• **Problem**
Copy down all of the data underneath, exactly as shown.

• **Supplied records**

-*-*-

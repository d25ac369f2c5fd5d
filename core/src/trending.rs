use parking_lot::{RwLock, RwLockWriteGuard};
use serde::Serialize;
use std::cmp::Ordering;
use std::collections::{HashMap, HashSet, VecDeque};
use std::sync::Arc;
use std::time::Duration;
use time::OffsetDateTime;

/// One document inside the sliding window.
#[derive(Debug, Clone)]
pub struct WindowEntry {
    pub document_id: String,
    /// Distinct terms of the document with their in-document counts.
    pub term_counts: Vec<(String, u32)>,
    pub inserted_at: OffsetDateTime,
}

/// Aggregates for a single term over the live window.
#[derive(Debug, Clone, Copy, Default, PartialEq, Eq)]
pub struct TermStat {
    /// Number of live documents containing the term.
    pub doc_freq: u32,
    /// Sum of the term's in-document counts over live documents.
    pub term_count: u64,
}

#[derive(Debug, Clone, PartialEq, Serialize)]
pub struct TopTerm {
    pub term: String,
    pub weight: f64,
    pub doc_freq: u32,
}

#[derive(Debug, Clone, Copy, Default, PartialEq, Eq, Serialize)]
pub struct WindowStats {
    pub documents: usize,
    pub distinct_terms: usize,
    pub evicted_total: u64,
}

/// Smoothed inverse document frequency.
pub fn idf(doc_freq: u32, num_docs: usize) -> f64 {
    ((num_docs as f64 + 1.0) / (doc_freq as f64 + 1.0)).ln() + 1.0
}

/// `now - window`, or `None` when that falls before the representable range.
fn cutoff(now: OffsetDateTime, window: Duration) -> Option<OffsetDateTime> {
    time::Duration::try_from(window).ok().and_then(|w| now.checked_sub(w))
}

fn rank(a: &TopTerm, b: &TopTerm) -> Ordering {
    b.weight.total_cmp(&a.weight).then_with(|| a.term.cmp(&b.term))
}

/// Sliding time window of documents with incrementally maintained term
/// statistics. Every mutation adjusts [`TermStat`]s by the delta of the
/// entry being added or removed, so queries never rescan the window.
#[derive(Debug)]
pub struct TrendingTerms {
    window: Duration,
    entries: VecDeque<WindowEntry>,
    live: HashSet<String>,
    terms: HashMap<String, TermStat>,
    /// Latest `now` observed; the window never moves backwards.
    high_water: Option<OffsetDateTime>,
    evicted_total: u64,
}

impl TrendingTerms {
    pub fn new(window: Duration) -> Self {
        Self {
            window,
            entries: VecDeque::new(),
            live: HashSet::new(),
            terms: HashMap::new(),
            high_water: None,
            evicted_total: 0,
        }
    }

    pub fn window(&self) -> Duration {
        self.window
    }

    pub fn len(&self) -> usize {
        self.entries.len()
    }

    pub fn is_empty(&self) -> bool {
        self.entries.is_empty()
    }

    pub fn term_stat(&self, term: &str) -> Option<TermStat> {
        self.terms.get(term).copied()
    }

    pub fn stats(&self) -> WindowStats {
        WindowStats {
            documents: self.entries.len(),
            distinct_terms: self.terms.len(),
            evicted_total: self.evicted_total,
        }
    }

    fn advance(&mut self, now: OffsetDateTime) -> OffsetDateTime {
        let now = match self.high_water {
            Some(hw) if hw > now => hw,
            _ => now,
        };
        self.high_water = Some(now);
        now
    }

    /// Drop every entry older than `now - window`. Returns how many were removed.
    pub fn evict_expired(&mut self, now: OffsetDateTime) -> usize {
        let now = self.advance(now);
        let Some(cutoff) = cutoff(now, self.window) else {
            return 0;
        };
        let mut removed = 0;
        while self.entries.front().is_some_and(|e| e.inserted_at < cutoff) {
            if let Some(entry) = self.entries.pop_front() {
                self.remove_contribution(&entry);
                self.live.remove(&entry.document_id);
                removed += 1;
            }
        }
        if removed > 0 {
            self.evicted_total += removed as u64;
            tracing::debug!(removed, live = self.entries.len(), terms = self.terms.len(), "evicted expired documents");
        }
        removed
    }

    fn remove_contribution(&mut self, entry: &WindowEntry) {
        for (term, count) in &entry.term_counts {
            if let Some(stat) = self.terms.get_mut(term) {
                stat.doc_freq -= 1;
                stat.term_count -= u64::from(*count);
                if stat.doc_freq == 0 {
                    self.terms.remove(term);
                }
            }
        }
    }

    /// Add a document to the window. Returns `false` when the id is already
    /// live or the timestamp is already outside the window.
    pub fn insert<S: AsRef<str>>(&mut self, document_id: &str, tokens: &[S], inserted_at: OffsetDateTime) -> bool {
        self.evict_expired(inserted_at);
        let stale = cutoff(self.high_water.unwrap_or(inserted_at), self.window).is_some_and(|c| inserted_at < c);
        if stale || self.live.contains(document_id) {
            return false;
        }

        let mut counts: HashMap<&str, u32> = HashMap::new();
        for token in tokens {
            *counts.entry(token.as_ref()).or_insert(0) += 1;
        }
        let mut term_counts: Vec<(String, u32)> = Vec::with_capacity(counts.len());
        for (term, count) in counts {
            let stat = self.terms.entry(term.to_string()).or_default();
            stat.doc_freq += 1;
            stat.term_count += u64::from(count);
            term_counts.push((term.to_string(), count));
        }

        let entry = WindowEntry { document_id: document_id.to_string(), term_counts, inserted_at };
        // Keep the deque ordered by time so eviction stays a front pop.
        let pos = self.entries.partition_point(|e| e.inserted_at <= inserted_at);
        self.entries.insert(pos, entry);
        self.live.insert(document_id.to_string());
        true
    }

    /// The `k` heaviest terms, weight = Σ tf × idf. Ties break on the term.
    /// Cost is linear in the number of distinct live terms.
    pub fn top_terms(&self, k: usize) -> Vec<TopTerm> {
        if k == 0 || self.terms.is_empty() {
            return Vec::new();
        }
        let n = self.entries.len();
        let mut scored: Vec<TopTerm> = self
            .terms
            .iter()
            .map(|(term, stat)| TopTerm {
                term: term.clone(),
                weight: stat.term_count as f64 * idf(stat.doc_freq, n),
                doc_freq: stat.doc_freq,
            })
            .collect();
        if scored.len() > k {
            scored.select_nth_unstable_by(k - 1, rank);
            scored.truncate(k);
        }
        scored.sort_by(rank);
        scored
    }
}

/// Handle shared between the pipeline (sole writer) and query callers.
#[derive(Debug, Clone)]
pub struct SharedTrends {
    inner: Arc<RwLock<TrendingTerms>>,
}

impl SharedTrends {
    pub fn new(window: Duration) -> Self {
        Self { inner: Arc::new(RwLock::new(TrendingTerms::new(window))) }
    }

    pub fn insert<S: AsRef<str>>(&self, document_id: &str, tokens: &[S], inserted_at: OffsetDateTime) -> bool {
        self.inner.write().insert(document_id, tokens, inserted_at)
    }

    /// Insert a whole batch under one write lock. Returns how many were added.
    pub fn insert_many<'a, I>(&self, documents: I, inserted_at: OffsetDateTime) -> usize
    where
        I: IntoIterator<Item = (&'a str, &'a [String])>,
    {
        let mut guard = self.inner.write();
        let mut added = 0;
        for (id, tokens) in documents {
            if guard.insert(id, tokens, inserted_at) {
                added += 1;
            }
        }
        added
    }

    pub fn evict_expired(&self, now: OffsetDateTime) -> usize {
        self.inner.write().evict_expired(now)
    }

    /// Evict against `now`, then rank under a read lock.
    pub fn top_terms_at(&self, k: usize, now: OffsetDateTime) -> Vec<TopTerm> {
        let mut guard = self.inner.write();
        guard.evict_expired(now);
        let guard = RwLockWriteGuard::downgrade(guard);
        guard.top_terms(k)
    }

    pub fn top_terms(&self, k: usize) -> Vec<TopTerm> {
        self.top_terms_at(k, OffsetDateTime::now_utc())
    }

    pub fn stats(&self) -> WindowStats {
        self.inner.read().stats()
    }
}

-*-*-

• **Response area**
repository d25ac369f2c5fd5d
filename core/src/trending.rs
use parking_lot::{RwLock, RwLockWriteGuard};
use serde::Serialize;
use std::cmp::Ordering;
use std::collections::{HashMap, HashSet, VecDeque};
use std::sync::Arc;
use std::time::Duration;
use time::OffsetDateTime;

/// One document inside the sliding window.
#[derive(Debug, Clone)]
pub struct WindowEntry {
    pub document_id: String,
    /// Distinct terms of the document with their in-document counts.
    pub term_counts: Vec<(String, u32)>,
    pub inserted_at: OffsetDateTime,
}

/// Aggregates for a single term over the live window.
#[derive(Debug, Clone, Copy, Default, PartialEq, Eq)]
pub struct TermStat {
    /// Number of live documents containing the term.
    pub doc_freq: u32,
    /// Sum of the term's in-document counts over live documents.
    pub term_count: u64,
}

#[derive(Debug, Clone, PartialEq, Serialize)]
pub struct TopTerm {
    pub term: String,
    pub weight: f64,
    pub doc_freq: u32,
}

#[derive(Debug, Clone, Copy, Default, PartialEq, Eq, Serialize)]
pub struct WindowStats {
    pub documents: usize,
    pub distinct_terms: usize,
    pub evicted_total: u64,
}

/// Smoothed inverse document frequency.
pub fn idf(doc_freq: u32, num_docs: usize) -> f64 {
    ((num_docs as f64 + 1.0) / (doc_freq as f64 + 1.0)).ln() + 1.0
}

/// `now - window`, or `None` when that falls before the representable range.
fn cutoff(now: OffsetDateTime, window: Duration) -> Option<OffsetDateTime> {
    time::Duration::try_from(window).ok().and_then(|w| now.checked_sub(w))
}

fn rank(a: &TopTerm, b: &TopTerm) -> Ordering {
    b.weight.total_cmp(&a.weight).then_with(|| a.term.cmp(&b.term))
}

/// Sliding time window of documents with incrementally maintained term
/// statistics. Every mutation adjusts [`TermStat`]s by the delta of the
/// entry being added or removed, so queries never rescan the window.
#[derive(Debug)]
pub struct TrendingTerms {
    window: Duration,
    entries: VecDeque<WindowEntry>,
    live: HashSet<String>,
    terms: HashMap<String, TermStat>,
    /// Latest `now` observed; the window never moves backwards.
    high_water: Option<OffsetDateTime>,
    evicted_total: u64,
}

impl TrendingTerms {
    pub fn new(window: Duration) -> Self {
        Self {
            window,
            entries: VecDeque::new(),
            live: HashSet::new(),
            terms: HashMap::new(),
            high_water: None,
            evicted_total: 0,
        }
    }

    pub fn window(&self) -> Duration {
        self.window
    }

    pub fn len(&self) -> usize {
        self.entries.len()
    }

    pub fn is_empty(&self) -> bool {
        self.entries.is_empty()
    }

    pub fn term_stat(&self, term: &str) -> Option<TermStat> {
        self.terms.get(term).copied()
    }

    pub fn stats(&self) -> WindowStats {
        WindowStats {
            documents: self.entries.len(),
            distinct_terms: self.terms.len(),
            evicted_total: self.evicted_total,
        }
    }

    fn advance(&mut self, now: OffsetDateTime) -> OffsetDateTime {
        let now = match self.high_water {
            Some(hw) if hw > now => hw,
            _ => now,
        };
        self.high_water = Some(now);
        now
    }

    /// Drop every entry older than `now - window`. Returns how many were removed.
    pub fn evict_expired(&mut self, now: OffsetDateTime) -> usize {
        let now = self.advance(now);
        let Some(cutoff) = cutoff(now, self.window) else {
            return 0;
        };
        let mut removed = 0;
        while self.entries.front().is_some_and(|e| e.inserted_at < cutoff) {
            if let Some(entry) = self.entries.pop_front() {
                self.remove_contribution(&entry);
                self.live.remove(&entry.document_id);
                removed += 1;
            }
        }
        if removed > 0 {
            self.evicted_total += removed as u64;
            tracing::debug!(removed, live = self.entries.len(), terms = self.terms.len(), "evicted expired documents");
        }
        removed
    }

    fn remove_contribution(&mut self, entry: &WindowEntry) {
        for (term, count) in &entry.term_counts {
            if let Some(stat) = self.terms.get_mut(term) {
                stat.doc_freq -= 1;
                stat.term_count -= u64::from(*count);
                if stat.doc_freq == 0 {
                    self.terms.remove(term);
                }
            }
        }
    }

    /// Add a document to the window. Returns `false` when the id is already
    /// live or the timestamp is already outside the window.
    pub fn insert<S: AsRef<str>>(&mut self, document_id: &str, tokens: &[S], inserted_at: OffsetDateTime) -> bool {
        self.evict_expired(inserted_at);
        let stale = cutoff(self.high_water.unwrap_or(inserted_at), self.window).is_some_and(|c| inserted_at < c);
        if stale || self.live.contains(document_id) {
            return false;
        }

        let mut counts: HashMap<&str, u32> = HashMap::new();
        for token in tokens {
            *counts.entry(token.as_ref()).or_insert(0) += 1;
        }
        let mut term_counts: Vec<(String, u32)> = Vec::with_capacity(counts.len());
        for (term, count) in counts {
            let stat = self.terms.entry(term.to_string()).or_default();
            stat.doc_freq += 1;
            stat.term_count += u64::from(count);
            term_counts.push((term.to_string(), count));
        }

        let entry = WindowEntry { document_id: document_id.to_string(), term_counts, inserted_at };
        // Keep the deque ordered by time so eviction stays a front pop.
        let pos = self.entries.partition_point(|e| e.inserted_at <= inserted_at);
        self.entries.insert(pos, entry);
        self.live.insert(document_id.to_string());
        true
    }

    /// The `k` heaviest terms, weight = Σ tf × idf. Ties break on the term.
    /// Cost is linear in the number of distinct live terms.
    pub fn top_terms(&self, k: usize) -> Vec<TopTerm> {
        if k == 0 || self.terms.is_empty() {
            return Vec::new();
        }
        let n = self.entries.len();
        let mut scored: Vec<TopTerm> = self
            .terms
            .iter()
            .map(|(term, stat)| TopTerm {
                term: term.clone(),
                weight: stat.term_count as f64 * idf(stat.doc_freq, n),
                doc_freq: stat.doc_freq,
            })
            .collect();
        if scored.len() > k {
            scored.select_nth_unstable_by(k - 1, rank);
            scored.truncate(k);
        }
        scored.sort_by(rank);
        scored
    }
}

/// Handle shared between the pipeline (sole writer) and query callers.
#[derive(Debug, Clone)]
pub struct SharedTrends {
    inner: Arc<RwLock<TrendingTerms>>,
}

impl SharedTrends {
    pub fn new(window: Duration) -> Self {
        Self { inner: Arc::new(RwLock::new(TrendingTerms::new(window))) }
    }

    pub fn insert<S: AsRef<str>>(&self, document_id: &str, tokens: &[S], inserted_at: OffsetDateTime) -> bool {
        self.inner.write().insert(document_id, tokens, inserted_at)
    }

    /// Insert a whole batch under one write lock. Returns how many were added.
    pub fn insert_many<'a, I>(&self, documents: I, inserted_at: OffsetDateTime) -> usize
    where
        I: IntoIterator<Item = (&'a str, &'a [String])>,
    {
        let mut guard = self.inner.write();
        let mut added = 0;
        for (id, tokens) in documents {
            if guard.insert(id, tokens, inserted_at) {
                added += 1;
            }
        }
        added
    }

    pub fn evict_expired(&self, now: OffsetDateTime) -> usize {
        self.inner.write().evict_expired(now)
    }

    /// Evict against `now`, then rank under a read lock.
    pub fn top_terms_at(&self, k: usize, now: OffsetDateTime) -> Vec<TopTerm> {
        let mut guard = self.inner.write();
        guard.evict_expired(now);
        let guard = RwLockWriteGuard::downgrade(guard);
        guard.top_terms(k)
    }

    pub fn top_terms(&self, k: usize) -> Vec<TopTerm> {
        self.top_terms_at(k, OffsetDateTime::now_utc())
    }

    pub fn stats(&self) -> WindowStats {
        self.inner.read().stats()
    }
}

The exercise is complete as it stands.